As governments worldwide scramble to craft workable frameworks for artificial intelligence, a growing number of policy scholars are pointing to an unlikely teacher: the decades-long struggle to regulate energy markets and combat climate change. The parallel, they argue, is far more instructive than it might first appear.
Energy governance did not emerge overnight. It took decades of industrial expansion, environmental damage, geopolitical shocks, and contested science before policymakers developed the treaty structures, regulatory agencies, and market mechanisms we now take for granted. AI, these analysts suggest, is traveling a strikingly similar road — only at a far more compressed speed.
Among the transferable lessons is the recognition that voluntary industry commitments, while useful for building early consensus, rarely hold under competitive pressure without binding enforcement mechanisms behind them. The history of carbon pledges offers a sobering reminder of how quickly self-regulation erodes when market incentives point the other way.
A second lesson concerns the danger of waiting for perfect scientific certainty before acting. Climate policy suffered enormously from decades of deliberate delay tactics. AI governance advocates warn that a similar pattern — demanding exhaustive proof of harm before intervention — could allow deeply embedded harms to become structurally entrenched before any corrective action is taken.
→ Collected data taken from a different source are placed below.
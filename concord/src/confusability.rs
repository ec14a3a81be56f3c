//! Token confusability matrix.
//!
//! Counts, for every token (or pseudo-token), which hypothesis label and
//! which reference label claimed it. Tokens claimed by no pair land in the
//! `null`/`null` cell. If any unit is claimed twice the matrix is
//! meaningless and is abandoned.

use crate::error::Result;
use crate::record::TokenPairRecord;
use crate::table::format::layout;
use crate::token_pairs::UnitIndex;
use std::collections::{BTreeMap, BTreeSet, HashSet};
use std::path::Path;

/// Which units the matrix counts.
#[derive(Debug, Clone, Copy, PartialEq, Eq)]
pub enum Units {
    /// Token annotations.
    Tokens,
    /// Whitespace chunks between annotation boundaries.
    PseudoTokens,
}

/// Hypothesis label by reference label counts.
#[derive(Debug, Clone, Default)]
pub struct Confusability {
    units: Option<Units>,
    matrix: BTreeMap<Option<String>, BTreeMap<Option<String>, u64>>,
    tags: BTreeSet<String>,
}

impl Confusability {
    /// Empty matrix.
    #[must_use]
    pub fn new() -> Self {
        Self::default()
    }

    /// Units counted so far; `None` before the first document.
    #[must_use]
    pub fn units(&self) -> Option<Units> {
        self.units
    }

    /// Add `n` units to a cell.
    pub fn add_pair(&mut self, reference: Option<&str>, hypothesis: Option<&str>, n: u64) {
        *self
            .matrix
            .entry(hypothesis.map(str::to_string))
            .or_default()
            .entry(reference.map(str::to_string))
            .or_insert(0) += n;
    }

    /// Declare the labels the matrix shows, in addition to `null`.
    pub fn declare_tags<I, S>(&mut self, tags: I)
    where
        I: IntoIterator<Item = S>,
        S: Into<String>,
    {
        self.tags.extend(tags.into_iter().map(Into::into));
    }

    /// Count one document. Returns `false` when a unit is claimed by two
    /// pairs; the matrix must then be dropped.
    pub fn add_document(
        &mut self,
        units: Units,
        index: &dyn UnitIndex,
        token_pairs: &[TokenPairRecord],
    ) -> bool {
        self.units.get_or_insert(units);
        let mut claimed: HashSet<usize> = HashSet::new();
        let mut unclaimed = index.total() as u64;
        for tp in token_pairs {
            let Some(range) = index.range(tp.span) else {
                continue;
            };
            let n = range.len() as u64;
            for i in range {
                if !claimed.insert(i) {
                    log::warn!(
                        "A token or pseudo-token participates in more than one pair; skipping confusability table"
                    );
                    return false;
                }
            }
            let reference = tp.pair.reference.as_ref().map(|s| s.label.as_str());
            let hypothesis = tp.pair.hypothesis.as_ref().map(|s| s.label.as_str());
            self.add_pair(reference, hypothesis, n);
            unclaimed = unclaimed.saturating_sub(n);
        }
        self.add_pair(None, None, unclaimed);
        true
    }

    fn ordered_tags(&self) -> Vec<Option<&str>> {
        self.tags
            .iter()
            .map(|t| Some(t.as_str()))
            .chain(std::iter::once(None))
            .collect()
    }

    /// Header and rows: hypothesis labels down, reference labels across.
    #[must_use]
    pub fn rows(&self) -> (Vec<String>, Vec<Vec<String>>) {
        let tags = self.ordered_tags();
        let name = |t: Option<&str>, side: &str| format!("{} ({})", t.unwrap_or("null"), side);
        let header = std::iter::once(String::new())
            .chain(tags.iter().map(|&t| name(t, "ref")))
            .collect();
        let rows = tags
            .iter()
            .map(|&hyp| {
                let counts = self.matrix.get(&hyp.map(str::to_string));
                std::iter::once(name(hyp, "hyp"))
                    .chain(tags.iter().map(|&r| {
                        counts
                            .and_then(|c| c.get(&r.map(str::to_string)))
                            .copied()
                            .unwrap_or(0)
                            .to_string()
                    }))
                    .collect()
            })
            .collect();
        (header, rows)
    }

    /// Text rendering.
    #[must_use]
    pub fn format(&self) -> String {
        let (header, rows) = self.rows();
        layout(&header, &rows)
    }

    /// Write the matrix as CSV.
    pub fn write_csv(&self, path: impl AsRef<Path>) -> Result<()> {
        let (header, rows) = self.rows();
        let mut writer = csv::Writer::from_path(path.as_ref())?;
        writer.write_record(&header)?;
        for row in &rows {
            writer.write_record(row)?;
        }
        writer.flush()?;
        Ok(())
    }
}

#[cfg(test)]
mod tests {
    use super::*;
    use crate::record::{PairRecord, PairSide, Status};
    use crate::token_pairs::TokenIndex;
    use concord_core::{AnnotationId, Span};

    fn side(label: &str, status: Status) -> PairSide {
        PairSide {
            label: label.into(),
            ann: AnnotationId(0),
            status,
        }
    }

    fn tokens() -> TokenIndex {
        // "John Smith met IBM"
        TokenIndex::new(vec![
            Span::new(0, 4),
            Span::new(5, 10),
            Span::new(11, 14),
            Span::new(15, 18),
        ])
    }

    #[test]
    fn test_counts_and_nulls() {
        let pairs = vec![
            TokenPairRecord {
                pair: PairRecord::paired(side("PER", Status::Match), side("PER", Status::Match)),
                span: Span::new(0, 10),
            },
            TokenPairRecord {
                pair: PairRecord::paired(
                    side("ORG", Status::clash("tagclash")),
                    side("LOC", Status::clash("tagclash")),
                ),
                span: Span::new(15, 18),
            },
        ];
        let mut c = Confusability::new();
        assert!(c.add_document(Units::Tokens, &tokens(), &pairs));
        c.declare_tags(["LOC", "ORG", "PER"]);
        let (header, rows) = c.rows();
        assert_eq!(header, vec!["", "LOC (ref)", "ORG (ref)", "PER (ref)", "null (ref)"]);
        assert_eq!(rows[0], vec!["LOC (hyp)", "0", "1", "0", "0"]);
        assert_eq!(rows[2], vec!["PER (hyp)", "0", "0", "2", "0"]);
        assert_eq!(rows[3], vec!["null (hyp)", "0", "0", "0", "1"]);
        assert_eq!(c.units(), Some(Units::Tokens));
    }

    #[test]
    fn test_double_claim_aborts() {
        let pair = TokenPairRecord {
            pair: PairRecord::missing("PER", AnnotationId(0)),
            span: Span::new(0, 10),
        };
        let mut c = Confusability::new();
        assert!(!c.add_document(Units::Tokens, &tokens(), &[pair.clone(), pair]));
    }
}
Third, energy history underscores the value of building adaptive regulatory bodies capable of updating rules as technology evolves, rather than locking in rigid legislation that becomes obsolete before the ink dries. Fourth, and perhaps most critically, international coordination proved essential in energy and environmental domains; unilateral action created regulatory arbitrage that undermined even well-designed national frameworks.
For historians of technology, none of this is surprising. Every transformative technology — from railroads to nuclear power to the internet — has cycled through a period of regulatory vacuum followed by crisis-driven overcorrection. The question is whether AI governance can draw on accumulated institutional memory to shorten that painful arc.